14) Sector notes (where fraud and legal purposes are especially regulated)
- Financial institutions / payments: monitoring, KYC, and reporting often have strong legal obligation foundations; consortium and interbank sharing should be carefully structured and documented.
- Insurance: claims investigation can be legitimate interest and contract-based; medical data in fraud investigations triggers sensitive-data rules and confidentiality expectations.
- E-commerce / platforms: legitimate interests is common for anti-fraud analytics; transparency and minimization are key, especially with device and behavioral tracking.
- Employers: internal investigations may rely on legitimate interests and legal obligation; be careful with power imbalance and the limited validity of “consent” in employment.
15) Penalties and enforcement exposure (why getting lawful basis wrong is costly)

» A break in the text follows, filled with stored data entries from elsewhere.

//! REST API types.
//!
//! The conversion response carries both tables twice: as structured JSON for
//! display, and as CSV text ready to be saved.

use serde::{Deserialize, Serialize};
use serde_json::{json, Value};
use uuid::Uuid;

use crate::error::ExportResult;
use crate::export::{coefficients_to_csv, spec_to_csv};
use crate::models::{CoefficientRecord, FinalSpecTable};
use crate::transform::pipeline::{format_delimiter, ConversionResult};

/// Response sent after a specification upload.
#[derive(Debug, Clone, Serialize)]
#[serde(rename_all = "camelCase")]
pub struct ConvertResponse {
    /// Unique job identifier
    pub job_id: String,

    /// Uploaded file name, if the client sent one
    pub file_name: Option<String>,

    /// Specification with coefficient names
    pub spec: FinalSpecTable,

    /// Coefficients table
    pub coefficients: Vec<CoefficientRecord>,

    /// `spec.csv` contents
    pub spec_csv: String,

    /// `coefficients.csv` contents
    pub coefficients_csv: String,

    /// Metadata about the conversion
    pub metadata: ResponseMetadata,
}

/// Metadata about the conversion
#[derive(Debug, Clone, Serialize, Deserialize)]
#[serde(rename_all = "camelCase")]
pub struct ResponseMetadata {
    pub row_count: usize,
    pub coefficient_count: usize,
    pub constrained_count: usize,
    pub csv_info: CsvMetadata,
}

/// Input file metadata
#[derive(Debug, Clone, Serialize, Deserialize)]
#[serde(rename_all = "camelCase")]
pub struct CsvMetadata {
    pub encoding: String,
    pub delimiter: String,
    pub columns: Vec<String>,
    pub segment_columns: Vec<String>,
}

impl ConvertResponse {
    pub fn new(result: ConversionResult, file_name: Option<String>) -> ExportResult<Self> {
        let spec_csv = spec_to_csv(&result.spec)?;
        let coefficients_csv = coefficients_to_csv(&result.coefficients)?;

        Ok(ConvertResponse {
            job_id: Uuid::new_v4().to_string(),
            file_name,
            metadata: ResponseMetadata {
                row_count: result.spec.rows.len(),
                coefficient_count: result.coefficients.len(),
                constrained_count: result.constrained_count,
                csv_info: CsvMetadata {
                    encoding: result.csv_info.encoding,
                    delimiter: format_delimiter(result.csv_info.delimiter),
                    columns: result.csv_info.headers,
                    segment_columns: result.csv_info.segment_columns,
                },
            },
            spec: result.spec,
            coefficients: result.coefficients,
            spec_csv,
            coefficients_csv,
        })
    }
}

/// Response of the label endpoint.
#[derive(Debug, Clone, Serialize, Deserialize, PartialEq)]
pub struct LabelsResponse {
    pub labels: Vec<String>,
}

/// Create an error response
pub fn error_response(message: &str) -> Value {
    json!({
        "status": "error",
        "error": message
    })
}

#[cfg(test)]
mod tests {
    use super::*;
    use crate::transform::pipeline::{convert_bytes, ConvertOptions};

    #[test]
    fn test_convert_response() {
        let csv = "Description\tExpression\tM\nOther\tx\t-999\n";
        let result = convert_bytes(csv.as_bytes(), &ConvertOptions::default()).unwrap();
        let response = ConvertResponse::new(result, Some("spec.csv".into())).unwrap();

        assert_eq!(response.metadata.coefficient_count, 1);
        assert_eq!(response.metadata.constrained_count, 1);
        assert_eq!(response.metadata.csv_info.delimiter, "TAB");
        assert_eq!(response.coefficients_csv, "coefficient_name,value,constrain\nutil_other_M,-999,T\n");
        assert!(Uuid::parse_str(&response.job_id).is_ok());

        let json = serde_json::to_value(&response).unwrap();
        assert_eq!(json["fileName"], "spec.csv");
        assert_eq!(json["spec"]["rows"][0]["cells"][0], "util_other_M");
    }

    #[test]
    fn test_error_response() {
        let json = error_response("bad input");
        assert_eq!(json["status"], "error");
        assert_eq!(json["error"], "bad input");
    }
}
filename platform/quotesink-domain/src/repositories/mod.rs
pub mod exchange;
pub mod quote_sink;
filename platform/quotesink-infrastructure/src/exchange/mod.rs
pub mod binance;
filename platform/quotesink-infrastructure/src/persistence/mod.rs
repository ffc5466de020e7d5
pub mod postgres_sink;
use chrono::{DateTime, Utc};
use serde::{Deserialize, Serialize};

/// A quote shaped for the destination table. `time_coinapi` and
/// `time_exchange` both carry the fetch timestamp; the duplication is part
/// of the table contract and must not be given distinct meanings.
#[derive(Debug, Clone, PartialEq, Serialize, Deserialize)]
pub struct TickerRow {
    pub id: String,
    pub symbol: String,
    pub ask_price: Option<f64>,
    pub ask_size: Option<f64>,
    pub bid_price: Option<f64>,
    pub bid_size: Option<f64>,
    pub time_coinapi: DateTime<Utc>,
    pub time_exchange: DateTime<Utc>,
    pub ts: DateTime<Utc>,
}
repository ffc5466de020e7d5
use chrono::Utc;
use quotesink_domain::errors::{PipelineError, SkipReason};
use quotesink_domain::repositories::exchange::{ExchangeApi, TickerResponse};
use quotesink_domain::repositories::quote_sink::QuoteSink;
use quotesink_domain::value_objects::quote::QuoteRecord;
use quotesink_domain::value_objects::ticker_row::TickerRow;
use std::time::Duration;

/// Exchange status value marking a pair as currently tradable.
const TRADABLE_STATUS: &str = "TRADING";

/// A symbol dropped during a fetch pass, with the reason it was dropped.
#[derive(Debug, Clone, PartialEq)]
pub struct SkippedSymbol {
    pub symbol: String,
    pub reason: SkipReason,
}

/// Fetch-stage output: successful quotes in request order, plus every
/// skipped symbol so callers can see what a run silently lost.
#[derive(Debug, Clone, Default, PartialEq)]
pub struct FetchReport {
    pub quotes: Vec<QuoteRecord>,
    pub skipped: Vec<SkippedSymbol>,
}

/// Counters for one full pipeline run.
#[derive(Debug, Clone, Default, PartialEq)]
pub struct RunSummary {
    pub discovered: usize,
    pub fetched: usize,
    pub skipped: usize,
    pub inserted: u64,
}

/// Stage 1: list the symbols currently open for trading, in the order the
/// exchange reports them. A non-success discovery response is fatal; the
/// run never proceeds on a partial symbol list.
pub async fn discover_symbols<A: ExchangeApi>(api: &A) -> Result<Vec<String>, PipelineError> {
    let descriptors = api.exchange_info().await?;
    let symbols: Vec<String> = descriptors
        .into_iter()
        .filter(|descriptor| descriptor.status == TRADABLE_STATUS)
        .map(|descriptor| descriptor.symbol)
        .collect();
    tracing::info!(symbols = symbols.len(), "symbol discovery complete");
    Ok(symbols)
}

/// Stage 2: one sequential ticker request per symbol. A rejected response
/// (non-success status) drops that symbol and the run continues; a request
/// that never completes, or a body that does not parse, aborts the run.
pub async fn fetch_quotes<A: ExchangeApi>(
    api: &A,
    symbols: &[String],
    request_delay: Duration,
) -> Result<FetchReport, PipelineError> {
    let mut report = FetchReport::default();

    for (index, symbol) in symbols.iter().enumerate() {
        if index > 0 && !request_delay.is_zero() {
            tokio::time::sleep(request_delay).await;
        }

        match api.ticker_24hr(symbol).await? {
            TickerResponse::Snapshot(snapshot) => {
                let ts = Utc::now();
                report.quotes.push(QuoteRecord {
                    id: symbol.clone(),
                    symbol: symbol.clone(),
                    ask_price: parse_quote_field(&snapshot.ask_price, symbol, "askPrice")?,
                    ask_size: parse_quote_field(&snapshot.ask_qty, symbol, "askQty")?,
                    bid_price: parse_quote_field(&snapshot.bid_price, symbol, "bidPrice")?,
                    bid_size: parse_quote_field(&snapshot.bid_qty, symbol, "bidQty")?,
                    ts,
                });
            }
            TickerResponse::Rejected { status } => {
                tracing::warn!(symbol = %symbol, status, "ticker fetch rejected, skipping symbol");
                report.skipped.push(SkippedSymbol {
                    symbol: symbol.clone(),
                    reason: SkipReason::HttpStatus(status),
                });
            }
        }
    }

    tracing::info!(
        fetched = report.quotes.len(),
        skipped = report.skipped.len(),
        "quote fetch complete"
    );
    Ok(report)
}

/// Stage 3: pure 1:1 reshaping into the table schema. `time_coinapi` and
/// `time_exchange` are both the fetch timestamp; the table carries the
/// duplicate on purpose.
pub fn normalize_quotes(quotes: &[QuoteRecord]) -> Vec<TickerRow> {
    quotes
        .iter()
        .map(|quote| TickerRow {
            id: quote.id.clone(),
            symbol: quote.symbol.clone(),
            ask_price: quote.ask_price,
            ask_size: quote.ask_size,
            bid_price: quote.bid_price,
            bid_size: quote.bid_size,
            time_coinapi: quote.ts,
            time_exchange: quote.ts,
            ts: quote.ts,
        })
        .collect()
}

/// Stage 4: create-if-absent, then append every row in one committed
/// transaction. Returns the inserted count.
pub async fn load_rows<S: QuoteSink>(
    sink: &mut S,
    rows: &[TickerRow],
) -> Result<u64, PipelineError> {
    sink.ensure_table().await?;
    let inserted = sink.insert_rows(rows).await?;
    tracing::info!(inserted, "sink load complete");
    Ok(inserted)
}

/// Runs the four stages in order, each consuming the previous stage's full
/// output. One call per scheduler tick; reruns append new rows.
pub async fn run_pipeline<A: ExchangeApi, S: QuoteSink>(
    api: &A,
    sink: &mut S,
    request_delay: Duration,
) -> Result<RunSummary, PipelineError> {
    let symbols = discover_symbols(api).await?;
    let report = fetch_quotes(api, &symbols, request_delay).await?;
    let rows = normalize_quotes(&report.quotes);
    let inserted = load_rows(sink, &rows).await?;

    Ok(RunSummary {
        discovered: symbols.len(),
        fetched: report.quotes.len(),
        skipped: report.skipped.len(),
        inserted,
    })
}

fn parse_quote_field(
    raw: &str,
    symbol: &str,
    field: &str,
) -> Result<Option<f64>, PipelineError> {
    if raw.is_empty() {
        return Ok(None);
    }
    raw.parse::<f64>().map(Some).map_err(|_| {
        PipelineError::Parse(format!("invalid {field} for {symbol}: {raw:?}"))
    })
}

Misaligned lawful basis, excessive processing, poor security, or unlawful disclosure can lead to:
- Regulatory enforcement and compliance orders by National Privacy Commission
- Civil liability for damages in appropriate cases
- Criminal penalties for certain unlawful acts under the Data Privacy Act (depending on the violation and circumstances)
- Reputational harm and operational disruption (especially in fraud programs where trust is central)
16) Bottom-line framework: choosing the right lawful basis for fraud prevention and legal purposes
A defensible approach typically looks like this:
- Use legal obligation where a statute/regulation requires KYC, monitoring, retention, or disclosure.
- Use contractual necessity for processing essential to deliver the secure service the individual requested.
- Use legitimate interests for broader fraud prevention, network security, internal investigations, and risk controls—paired with documented balancing and safeguards.
- Use consent sparingly, mainly for optional anti-fraud features or enhanced verification methods (e.g., biometrics), ensuring it is genuinely voluntary.
- For sensitive personal information, ensure you meet the stricter conditions (often explicit consent or legally authorized processing tied to protecting lawful rights/interests, including legal claims), and apply elevated protections.